This is quite ironic, I felt, seeing as though I’m doing a psychology degree…

The D Word (depression).  I’ve been suffering from it quite severely for a long time.  Two months ago I hit rock bottom and finally knew I needed to get help.

I hadn’t experienced any trauma, injury, bereavement or any other kind of major life stressor that usually triggers an onset of depression but for the last 18 months + I’ve just had this sadness.  Sadness that has been looming over my world like a dark rain cloud and for no apparent reason.  I have a wonderful family who I live with whilst going to Uni and I have a great boyfriend who I have been with forever!  Why am I sad, then? I always wonder.  I have a feeling it derived from sixth-form.  I had to stay back a year due to failing my exams and it was the loneliest time of my life.  Although I left there with good grades and acceptance into my chosen University, this sadness or loneliness never seemed to go away.

I had good days and bad days.  I found it hard to sleep at night because I felt sad and often cried.  I would finally drift off around 3/4am and wouldn’t wake up until 12pm the next day.  I was always tired and unmotivated and started to have the urge to just stay in bed.  Some days I wouldn’t even want to have a shower.  Sometimes I didn’t want to speak to or see anyone.  I had terrible mood-swings.

Words to describe how I felt: SAD, down, low, unmotivated, lazy, tired, like a loser, guilty, ashamed.  I would pity others and get sad for no reason.  I felt like a freak, someone not normal.  I didn’t belong in this world.

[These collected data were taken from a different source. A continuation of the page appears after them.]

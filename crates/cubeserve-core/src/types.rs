//! Core types for cubeserve

use serde::{Deserialize, Serialize};
use std::cmp::Ordering;

/// Identifier of a persisted model, unique within one storage directory
pub type ModelId = u64;

/// Dense embedding vector
pub type Vector = Vec<f32>;

/// A single label with its probability
#[derive(Debug, Clone, PartialEq, Serialize, Deserialize)]
pub struct LabelScore {
    /// Class label
    pub label: String,

    /// Probability in [0, 1]; `None` when the producer does not compute one
    pub probability: Option<f32>,
}

impl LabelScore {
    /// Create a scored label
    pub fn new(label: impl Into<String>, probability: f32) -> Self {
        Self {
            label: label.into(),
            probability: Some(probability),
        }
    }

    /// Create a label without a probability
    pub fn unscored(label: impl Into<String>) -> Self {
        Self {
            label: label.into(),
            probability: None,
        }
    }

    /// Check if the probability reaches the threshold
    pub fn exceeds_threshold(&self, threshold: f32) -> bool {
        self.probability.is_some_and(|p| p >= threshold)
    }
}

/// Labels ordered from most to least probable
pub type Ranking = Vec<LabelScore>;

/// Sort a ranking by descending probability.
///
/// The sort is stable, so equal probabilities keep their incoming order.
/// Unscored entries go last.
pub fn sort_ranking(ranking: &mut Ranking) {
    ranking.sort_by(|a, b| match (a.probability, b.probability) {
        (Some(pa), Some(pb)) => pb.partial_cmp(&pa).unwrap_or(Ordering::Equal),
        (Some(_), None) => Ordering::Less,
        (None, Some(_)) => Ordering::Greater,
        (None, None) => Ordering::Equal,
    });
}
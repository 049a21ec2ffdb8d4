//! Matching and ranking invariants
//!
//! Pins the scoring contract: greedy left-to-right matching with density
//! quality, exponential recency decay with separate horizons per item kind,
//! and the fixed relative-time buckets. All against a frozen clock so every
//! assertion is exact.

use magpie_core::ranking::{rank, recency_score, time_ago};
use magpie_core::search::{match_quality, Query};
use magpie_core::{SearchCandidate, SearchConfig};

const NOW: i64 = 1_700_000_000;

fn quality(query: &str, text: &str) -> Option<f64> {
    match_quality(&Query::parse(query), text, &SearchConfig::default())
}

fn candidate(content: &str, is_durable: bool, timestamp: i64, id: i64) -> SearchCandidate {
    SearchCandidate {
        history_id: (!is_durable).then_some(id),
        master_id: is_durable.then_some(id),
        content: content.to_string(),
        is_durable,
        timestamp: Some(timestamp),
        match_quality: 0.0,
        recency_score: 0.0,
        combined_score: 0.0,
    }
}

// ─────────────────────────────────────────────────────────────────────────────
// Match determinism
// ─────────────────────────────────────────────────────────────────────────────

#[test]
fn canonical_quality_fixtures() {
    assert_eq!(quality("abc", "aXbXc"), Some(0.6));
    assert_eq!(quality("abc", "abc"), Some(1.0));
    assert_eq!(quality("xyz", "abc"), None);
}

#[test]
fn empty_query_matches_everything_perfectly() {
    assert_eq!(quality("", "anything"), Some(1.0));
    assert_eq!(quality("", ""), Some(1.0));
}

#[test]
fn query_whitespace_is_ignored_but_text_structure_is_searched() {
    // "L p" matches L in "LL", then p inside "Pro"
    assert!(quality("L p", "LL Pro 18mm").is_some());

    // Multi-line content is matched across lines as one text
    let block = "*18 mm* :\nLL Pro 18 mm 8 x 4 - 3\nZVK XL 18 mm 8 x 4 - 10\nTotal : *19* Pcs.";
    for query in ["L p", "1884", "lz", "ZK"] {
        assert!(
            quality(query, block).is_some(),
            "query {query:?} should match the sample block"
        );
    }
}

#[test]
fn same_inputs_always_score_the_same() {
    let first = quality("grade 100", "MARLEX A Grade 100% 35 mm BWP Flush Door");
    for _ in 0..10 {
        assert_eq!(
            quality("grade 100", "MARLEX A Grade 100% 35 mm BWP Flush Door"),
            first
        );
    }
}

// ─────────────────────────────────────────────────────────────────────────────
// Recency and blending
// ─────────────────────────────────────────────────────────────────────────────

#[test]
fn more_recent_identical_candidate_scores_strictly_higher() {
    let candidates = vec![
        candidate("identical text", false, NOW - 7200, 1),
        candidate("identical text", false, NOW - 60, 2),
    ];
    let ranked = rank(candidates, &Query::parse("identical"), &SearchConfig::default(), NOW);
    assert_eq!(ranked[0].history_id, Some(2));
    assert!(ranked[0].combined_score > ranked[1].combined_score);
}

#[test]
fn durable_decay_is_never_steeper_than_volatile() {
    let config = SearchConfig::default();
    for age in [0, 60, 3600, 86_400, 604_800, 86_400 * 30] {
        let volatile = recency_score(Some(NOW - age), NOW, config.clipboard_decay_secs as f64);
        let durable = recency_score(Some(NOW - age), NOW, config.master_decay_secs as f64);
        assert!(
            durable >= volatile,
            "at age {age}s durable ({durable}) must not trail volatile ({volatile})"
        );
    }
}

#[test]
fn week_old_master_item_outranks_week_old_clipboard_item() {
    let age = NOW - 604_800;
    let candidates = vec![
        candidate("shared snippet", false, age, 1),
        candidate("shared snippet", true, age, 2),
    ];
    let ranked = rank(candidates, &Query::parse("shared"), &SearchConfig::default(), NOW);
    assert!(ranked[0].is_durable);
}

#[test]
fn ranking_filters_then_orders() {
    let candidates = vec![
        candidate("the abc snippet", false, NOW - 60, 1),
        candidate("no match here", false, NOW, 2),
        candidate("a very scattered axxxxxxbxxxxxxc", false, NOW, 3),
    ];
    let ranked = rank(candidates, &Query::parse("abc"), &SearchConfig::default(), NOW);

    // Non-matching content is gone; both matches are present and ordered
    assert_eq!(ranked.len(), 2);
    assert!(ranked.iter().all(|c| c.match_quality > 0.0));
    assert!(ranked[0].combined_score >= ranked[1].combined_score);
    // The contiguous recent match wins over the scattered one
    assert_eq!(ranked[0].history_id, Some(1));
}

#[test]
fn scores_are_attached_to_results() {
    let ranked = rank(
        vec![candidate("abc", false, NOW, 1)],
        &Query::parse("abc"),
        &SearchConfig::default(),
        NOW,
    );
    let result = &ranked[0];
    assert_eq!(result.match_quality, 1.0);
    assert!((result.recency_score - 1.0).abs() < 1e-9);
    assert!((result.combined_score - 1.0).abs() < 1e-9);
}

// ─────────────────────────────────────────────────────────────────────────────
// Relative time buckets
// ─────────────────────────────────────────────────────────────────────────────

#[test]
fn time_ago_bucket_boundaries() {
    assert_eq!(time_ago(Some(NOW - 45), NOW), "Just now");
    assert_eq!(time_ago(Some(NOW - 90), NOW), "1 min ago");
    assert_eq!(time_ago(Some(NOW - 3700), NOW), "1 hour ago");
    assert_eq!(time_ago(Some(NOW - 90_000), NOW), "Yesterday");
    assert_eq!(time_ago(Some(NOW - 86_400 * 10), NOW), "1 week ago");
    assert_eq!(time_ago(None, NOW), "Unknown");
}

#[test]
fn time_ago_pluralizes_with_count() {
    assert_eq!(time_ago(Some(NOW - 120), NOW), "2 mins ago");
    assert_eq!(time_ago(Some(NOW - 3600 * 5), NOW), "5 hours ago");
    assert_eq!(time_ago(Some(NOW - 86_400 * 2), NOW), "2 days ago");
    assert_eq!(time_ago(Some(NOW - 86_400 * 14), NOW), "2 weeks ago");
}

The thing is though, no-one knew how I felt.  The only person I mentioned it to was my boyfriend – and I only told him half of it.  I was ashamed at how I felt and was (am) very good at hiding the extremity of my feelings.  I only cried and let it all out when alone in my room.  I blagged my ‘not-wanting to get out of bed’ on my late sleeping pattern.  I didn’t explain how I can’t sleep so late due to my constant worrying and crying at night.  I’m a very proud person, which I know isn’t always a good thing.  Mostly though, I knew it would really upset my mom if she knew how down I was.  It’s hard to understand unless you’ve been there.

I was ashamed and felt like a fraud – how could I possibly explain my feelings when I don’t appear to have anything to feel sad about?  How do I tell someone without coming across as a pathetic attention-seeker who’s just feeling sorry for herself?  No-one had died!  I had my health!  Why was I doing this to myself?  It wasn’t until I did a psychology module on depression at Uni that I realised it wasn’t my fault.  It was an imbalance in the chemicals and hormones in my brain.  I was lacking serotonin.  That’s all well and good, I thought; but I still feel sad…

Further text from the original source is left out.